To me the beset form is the one that is most appropriate to the expressive needs of the piece. _Turandot_ is an interesting example because Puccini had developed a continuous arioso style very much in a Wagnerian vein but with this opera reverted somewhat towards a number opera form, with distinct choruses, arias, and ensembles. It still retains much of the feeling of being through composed (and some of the arias, like Nessun dorma, are joined to their surroundings in non-traditional ways), but the number opera form adds a sense of pageantry and artificiality that is highly appropriate to the way the story was conceived by Puccini, Adami, and Simoni. Act I has even been analyzed as a symphony in four parts, and there is a gran scena for Liu in Act III, and a concertato at the end of Act I.
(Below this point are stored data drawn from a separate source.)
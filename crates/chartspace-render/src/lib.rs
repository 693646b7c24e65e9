#![forbid(unsafe_code)]

//! Render substrate for chartspace.
//!
//! # Role in chartspace
//! `chartspace-render` is the shared vocabulary between widgets and the
//! terminal backend: a cell grid, styles, and rectangles. It knows nothing
//! about tabs, panes, or clinical data.
//!
//! # This crate provides
//! - [`Rect`] terminal-coordinate geometry.
//! - [`Style`], [`StyleFlags`], and [`Color`] with cascading `merge`.
//! - [`Buffer`] of styled cells with clipped, width-aware span drawing.

pub mod buffer;
pub mod geometry;
pub mod style;

pub use buffer::{Buffer, CONTINUATION, Cell};
pub use geometry::Rect;
pub use style::{Color, Style, StyleFlags};
#![forbid(unsafe_code)]

//! Pane body renderer.
//!
//! Renders exactly one tab body per pane, the selected one, by looking
//! up the tab's render function in the [`TabDirectory`]. Tab content is
//! arbitrary, independently developed widgetry, so each render call runs
//! inside a fault boundary: a panic is contained to that tab's content
//! area and the rest of the workspace stays interactive.

use std::panic::{AssertUnwindSafe, catch_unwind};

use ahash::AHashMap;
use chartspace_core::PaneTabs;
use chartspace_render::{Buffer, Rect, Style};

use crate::Widget;

/// Render function for one tab kind.
///
/// Receives the tab's payload and a zero-origin area matching the scratch
/// buffer it draws into. Payload validation is the render function's
/// responsibility; the workspace never inspects payloads. The lifetime
/// lets hosts rebuild the directory each frame over borrowed state.
pub type RenderFn<'a, P> = Box<dyn Fn(&P, Rect, &mut Buffer) + 'a>;

/// Tab name → render function, supplied by the hosting screen.
#[derive(Default)]
pub struct TabDirectory<'a, P> {
    renderers: AHashMap<String, RenderFn<'a, P>>,
}

impl<'a, P> TabDirectory<'a, P> {
    /// Create an empty directory.
    #[must_use]
    pub fn new() -> Self {
        Self {
            renderers: AHashMap::new(),
        }
    }

    /// Register the renderer for a tab name.
    #[must_use]
    pub fn with(mut self, name: impl Into<String>, render: RenderFn<'a, P>) -> Self {
        self.renderers.insert(name.into(), render);
        self
    }

    /// Look up a renderer.
    #[must_use]
    pub fn get(&self, name: &str) -> Option<&RenderFn<'a, P>> {
        self.renderers.get(name)
    }
}

/// Renders the selected tab of one pane.
pub struct PaneView<'a, P> {
    tabs: &'a PaneTabs<P>,
    directory: &'a TabDirectory<'a, P>,
    notice_style: Style,
}

impl<'a, P> PaneView<'a, P> {
    /// Create a pane view over a pane's tabs and the shared directory.
    #[must_use]
    pub fn new(tabs: &'a PaneTabs<P>, directory: &'a TabDirectory<'a, P>) -> Self {
        Self {
            tabs,
            directory,
            notice_style: Style::default(),
        }
    }

    /// Style for fallback/placeholder notices.
    #[must_use]
    pub fn notice_style(mut self, style: Style) -> Self {
        self.notice_style = style;
        self
    }

    fn draw_notice(&self, area: Rect, buf: &mut Buffer, lines: &[&str]) {
        for (row, line) in lines.iter().enumerate() {
            let y = area.y + 1 + row as u16;
            if y >= area.bottom() {
                break;
            }
            buf.draw_span(area.x + 2, y, line, self.notice_style, area.right());
        }
    }
}

impl<P> Widget for PaneView<'_, P> {
    fn render(&self, area: Rect, buf: &mut Buffer) {
        if area.is_empty() {
            return;
        }
        // Closing the last tab is not an error; the pane just goes blank.
        let Some(entry) = self.tabs.selected_entry() else {
            return;
        };
        let Some(render_fn) = self.directory.get(&entry.name) else {
            // Consumer configuration error: visible, non-fatal.
            tracing::warn!(message = "pane.missing_renderer", tab = %entry.name);
            let notice = format!("No view is registered for \"{}\".", entry.name);
            self.draw_notice(area, buf, &[&notice]);
            return;
        };

        // Render into a scratch buffer and commit only on success, so a
        // partially drawn, panicking tab never reaches the screen.
        let mut scratch = Buffer::new(area.width, area.height);
        let bounds = Rect::from_size(area.width, area.height);
        let outcome = catch_unwind(AssertUnwindSafe(|| {
            render_fn(&entry.payload, bounds, &mut scratch);
        }));
        match outcome {
            Ok(()) => buf.blit(&scratch, area.x, area.y),
            Err(_) => {
                tracing::error!(message = "pane.render_panic", tab = %entry.name);
                self.draw_notice(
                    area,
                    buf,
                    &[
                        "This tab failed to render.",
                        "Other tabs and panes are unaffected.",
                    ],
                );
            }
        }
    }
}
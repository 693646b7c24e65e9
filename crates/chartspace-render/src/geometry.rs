#![forbid(unsafe_code)]

//! Geometric primitives.

/// A rectangle for layout bounds, clipping, and hit testing.
///
/// Uses terminal coordinates (0-indexed, origin at top-left).
#[derive(Debug, Clone, Copy, PartialEq, Eq, Default)]
pub struct Rect {
    /// Left edge (inclusive).
    pub x: u16,
    /// Top edge (inclusive).
    pub y: u16,
    /// Width in cells.
    pub width: u16,
    /// Height in cells.
    pub height: u16,
}

impl Rect {
    /// Create a new rectangle.
    #[inline]
    pub const fn new(x: u16, y: u16, width: u16, height: u16) -> Self {
        Self {
            x,
            y,
            width,
            height,
        }
    }

    /// Create a rectangle from origin with given size.
    #[inline]
    pub const fn from_size(width: u16, height: u16) -> Self {
        Self::new(0, 0, width, height)
    }

    /// Right edge (exclusive).
    #[inline]
    pub const fn right(&self) -> u16 {
        self.x.saturating_add(self.width)
    }

    /// Bottom edge (exclusive).
    #[inline]
    pub const fn bottom(&self) -> u16 {
        self.y.saturating_add(self.height)
    }

    /// Check if the rectangle has zero area.
    #[inline]
    pub const fn is_empty(&self) -> bool {
        self.width == 0 || self.height == 0
    }

    /// Check if a point is inside the rectangle.
    #[inline]
    pub const fn contains(&self, x: u16, y: u16) -> bool {
        x >= self.x && x < self.right() && y >= self.y && y < self.bottom()
    }

    /// Compute the intersection with another rectangle.
    ///
    /// Returns an empty rectangle when the rectangles don't overlap.
    #[inline]
    #[must_use]
    pub fn intersection(&self, other: &Rect) -> Rect {
        let x1 = self.x.max(other.x);
        let y1 = self.y.max(other.y);
        let x2 = self.right().min(other.right());
        let y2 = self.bottom().min(other.bottom());
        if x2 <= x1 || y2 <= y1 {
            return Rect::default();
        }
        Rect::new(x1, y1, x2 - x1, y2 - y1)
    }
}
Kreisler jr. I find your point about ensembles being lacking in through composed opera really interesting, because I do notice that and miss them, although I overall tend to prefer through composed pieces. Some of my favorite moments in through composed operas are ensembles that do crop up, such as the Meistersinger quintet and Bevo al tuo fresco sorriso from _La rondine_.


----------



## Kreisler jr (Apr 21, 2021)

I suspect that some aspects could be actually orthogonal to each other. Finales and ensembles are usually the most 'through composed', the longest and most involved, often not following simple da capo or other standard forms. So in a way they are together with free speech like accompagnato the closest to later forms. But they become quite rare despite even operettas like Fledermaus having some good ones.


----------



## elgar's ghost (Aug 8, 2010)

I'm curious as to when _secco_ recitative was phased out. Later operas in _faux_-classical vein such as those from Stravinsky (_The Rake's Progress_) and Henze (_The English Cat_) notwithstanding, did the practice largely disappear with Rossini or was the method still employed for a while by others? If so, by whom?

Thanks in advance for any replies.


----------



## schigolch (Jun 26, 2011)

Kreisler jr said:


> But is it better? Is it a weakness not only of Mozart but most operas from the 17th through the mid-19th century that they are mostly divided into musical numbers connected by secco or, maybe worse, spoken words without music. Or did both ways give us convincing masterworks?


No. No 'weakness' at all. Yes.


----------



## The Conte (May 31, 2015)

I think Donizetti used it post Rossini, but Verdi never used it. The exact moment it ceased to be used, however, I'm not sure.

N.


----------



## MAS (Apr 15, 2015)

Im not a fan of spoken dialog in opera, like *Carmen *or *Medee*, *Les contes d'Hoffman*, *Die Zauberflöte * and the like. Give me the _recitatives _ of Lachner, Giraud, etc.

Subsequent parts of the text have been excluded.